In the first three months of the year, sales across the group, which includes Austrian Airlines, Brussels Airline and Swiss, fell by 60 per cent to €2.6bn (£2.3bn).

The comparable quarter in 2020 was only partially affected by the effects of the pandemic. 

The operating loss was €1.1bn (£960m), which represents £7,400 per minute between 1 January and 31 March 2021.

The average plane in the first quarter of 2021 was only 45 per cent full, compared with 78 per cent a year earlier.

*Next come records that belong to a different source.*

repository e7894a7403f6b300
//! Outbound HTTP client factory
//!
//! Every adapter in this crate sends through one [`HttpClient`] built here,
//! so interceptors configured once apply to the token exchange and the user
//! API alike.

use std::sync::Arc;
use std::time::Duration;

use authflow_common::http::{HttpClient, RequestDumpInterceptor};
use authflow_domain::{HttpConfig, Result};

use crate::errors::InfraError;

/// Build the shared HTTP client from configuration
///
/// Installs the request-dump interceptor when `dump_requests` is set and
/// applies `timeout_secs` when present.
///
/// # Errors
/// Returns `AuthFlowError::Config` if the TLS backend cannot be initialised.
pub fn build_http_client(config: &HttpConfig, user_agent: &str) -> Result<HttpClient> {
    let mut builder = HttpClient::builder().user_agent(user_agent);

    if let Some(secs) = config.timeout_secs {
        builder = builder.timeout(Duration::from_secs(secs));
    }
    if config.dump_requests {
        builder = builder.interceptor(Arc::new(RequestDumpInterceptor));
    }

    builder.build().map_err(|err| InfraError::from(err).into())
}
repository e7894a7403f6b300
//! Authorization code flow: ports and orchestration

pub mod ports;
pub mod service;
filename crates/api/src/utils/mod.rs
//! Utility modules

pub mod logging;
//! Common building blocks shared across Authflow crates.
//!
//! - [`auth`]: OAuth 2.0 authorization code primitives (authorization URL,
//!   code exchange, token types)
//! - [`http`]: outbound HTTP client with a composable interceptor chain

#![forbid(unsafe_code)]
#![warn(rust_2018_idioms)]
#![warn(clippy::all, clippy::perf, clippy::complexity, clippy::suspicious)]

pub mod auth;
pub mod http;

// Re-export commonly used types
pub use auth::{OAuthClient, OAuthClientError, OAuthConfig, OAuthError, TokenSet};
pub use http::{
    HttpClient, HttpClientBuilder, HttpClientError, RequestDumpInterceptor, RequestInterceptor,
};
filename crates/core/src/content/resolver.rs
//! Three-tier content inheritance.
//!
//! Base content (no tenant) is seeded first, then the tenant layer is applied
//! in input order: overrides replace whatever sits at their target key,
//! custom content is added under its own id. The resolved view is sorted by
//! category, then display order, then first-insertion position.

use log::{debug, warn};
use std::collections::{HashMap, HashSet};

use super::categories::{category_description, category_title};
use super::content_model::{ContentCategoryGroup, ContentItem, ResolvedContentItem};
use crate::errors::Result;
use crate::utils::validate_tenant_id;

/// Resolves the items visible to `tenant_id`.
///
/// Records owned by other tenants are ignored, so callers may pass a wider
/// snapshot than strictly needed. An empty input yields an empty list.
pub fn resolve_content(items: &[ContentItem], tenant_id: &str) -> Result<Vec<ResolvedContentItem>> {
    let tenant_id = validate_tenant_id(tenant_id)?;

    let (base, tenant): (Vec<&ContentItem>, Vec<&ContentItem>) = items
        .iter()
        .filter(|item| item.tenant_id.as_deref().map_or(true, |t| t == tenant_id))
        .partition(|item| item.is_base());

    let mut slots: HashMap<String, usize> = HashMap::with_capacity(base.len() + tenant.len());
    let mut resolved: Vec<ResolvedContentItem> = Vec::with_capacity(base.len() + tenant.len());

    for item in &base {
        install(&mut slots, &mut resolved, ResolvedContentItem::from_own(item));
    }

    let base_ids: HashSet<&str> = base.iter().map(|item| item.id.as_str()).collect();
    for item in &tenant {
        match item.override_target() {
            Some(target) => {
                if !base_ids.contains(target) {
                    warn!(
                        "Override '{}' for tenant '{}' targets unknown base item '{}'; installing as new entry",
                        item.id, tenant_id, target
                    );
                }
                install(
                    &mut slots,
                    &mut resolved,
                    ResolvedContentItem::from_override(item, target),
                );
            }
            None => install(&mut slots, &mut resolved, ResolvedContentItem::from_own(item)),
        }
    }

    // Stable sort keeps first-insertion order for equal keys.
    resolved.sort_by(|a, b| {
        a.category
            .cmp(&b.category)
            .then(a.display_order.cmp(&b.display_order))
    });

    debug!(
        "Resolved {} items for tenant '{}' ({} base, {} tenant records)",
        resolved.len(),
        tenant_id,
        base.len(),
        tenant.len()
    );

    Ok(resolved)
}

/// Writes `entry` at its key. An existing key keeps its slot and is overwritten.
fn install(
    slots: &mut HashMap<String, usize>,
    resolved: &mut Vec<ResolvedContentItem>,
    entry: ResolvedContentItem,
) {
    match slots.get(&entry.id) {
        Some(&index) => resolved[index] = entry,
        None => {
            slots.insert(entry.id.clone(), resolved.len());
            resolved.push(entry);
        }
    }
}

/// Keeps only items whose resolved category equals `category`.
pub fn filter_by_category(
    items: Vec<ResolvedContentItem>,
    category: Option<&str>,
) -> Vec<ResolvedContentItem> {
    match category {
        Some(category) => items
            .into_iter()
            .filter(|item| item.category == category)
            .collect(),
        None => items,
    }
}

/// Groups a resolved list by category for the library index.
///
/// Guides keep their resolved order inside a group. Groups are ordered by
/// title, ignoring case.
pub fn group_by_category(items: &[ResolvedContentItem]) -> Vec<ContentCategoryGroup> {
    let mut positions: HashMap<&str, usize> = HashMap::new();
    let mut groups: Vec<ContentCategoryGroup> = Vec::new();

    for item in items {
        let index = *positions.entry(item.category.as_str()).or_insert_with(|| {
            groups.push(ContentCategoryGroup {
                id: item.category.clone(),
                title: category_title(&item.category),
                description: category_description(&item.category).to_string(),
                guides: Vec::new(),
            });
            groups.len() - 1
        });
        groups[index].guides.push(item.clone());
    }

    groups.sort_by_cached_key(|group| group.title.to_lowercase());
    groups
}
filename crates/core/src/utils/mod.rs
pub mod identifiers;
pub mod time_utils;

pub use identifiers::{validate_sub_account_id, validate_tenant_id};
use std::sync::Arc;

use crate::{error::ApiResult, main_lib::AppState};
use axum::{
    extract::{Path, Query, State},
    routing::{get, post},
    Json, Router,
};
use helpdesk_core::content::{
    ContentCategoryGroup, ContentItem, NewContentItem, ResolvedContentItem,
};
use serde::Deserialize;

#[derive(Deserialize)]
struct GuidesQuery {
    category: Option<String>,
}

async fn list_guides(
    Path(tenant_id): Path<String>,
    Query(query): Query<GuidesQuery>,
    State(state): State<Arc<AppState>>,
) -> ApiResult<Json<Vec<ResolvedContentItem>>> {
    let guides = state
        .content_service
        .get_guides(&tenant_id, query.category.as_deref().filter(|c| !c.is_empty()))?;
    Ok(Json(guides))
}

async fn get_guide(
    Path((tenant_id, guide_id)): Path<(String, String)>,
    State(state): State<Arc<AppState>>,
) -> ApiResult<Json<ResolvedContentItem>> {
    let guide = state.content_service.get_guide(&tenant_id, &guide_id)?;
    Ok(Json(guide))
}

async fn list_guide_categories(
    Path(tenant_id): Path<String>,
    State(state): State<Arc<AppState>>,
) -> ApiResult<Json<Vec<ContentCategoryGroup>>> {
    let groups = state.content_service.get_guide_categories(&tenant_id)?;
    Ok(Json(groups))
}

async fn upsert_content(
    State(state): State<Arc<AppState>>,
    Json(item): Json<NewContentItem>,
) -> ApiResult<Json<ContentItem>> {
    let saved = state.content_service.upsert_content_item(item).await?;
    Ok(Json(saved))
}

pub fn router() -> Router<Arc<AppState>> {
    Router::new()
        .route("/tenants/{tenant}/guides", get(list_guides))
        .route("/tenants/{tenant}/guides/{id}", get(get_guide))
        .route("/tenants/{tenant}/guide-categories", get(list_guide_categories))
        .route("/content", post(upsert_content))
}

Mr Spohr said: “The first quarter was still completely dominated by the pandemic. Thanks to consistent cost savings, we were nevertheless able to achieve better results than in the previous year.

“We will not ease in our efforts to further modernise the Lufthansa Group, to make it leaner, more efficient, and to maintain our position among the world’s leading airlines.”

More than 21,000 workers have left the organisation, and further redundancies among Lufthansa ground staff are expected – “to help reduce the number of employees further in a socially acceptable way”.

The German government has given Lufthansa at least €9bn (£7.8bn) in financial support since the coronavirus pandemic began.

Earlier, the plane manufacturer Airbus reported increased profits – but the chief executive, Guillaume Faury, warned: “The first quarter shows that the crisis is not yet over for our industry, and that the market remains uncertain.”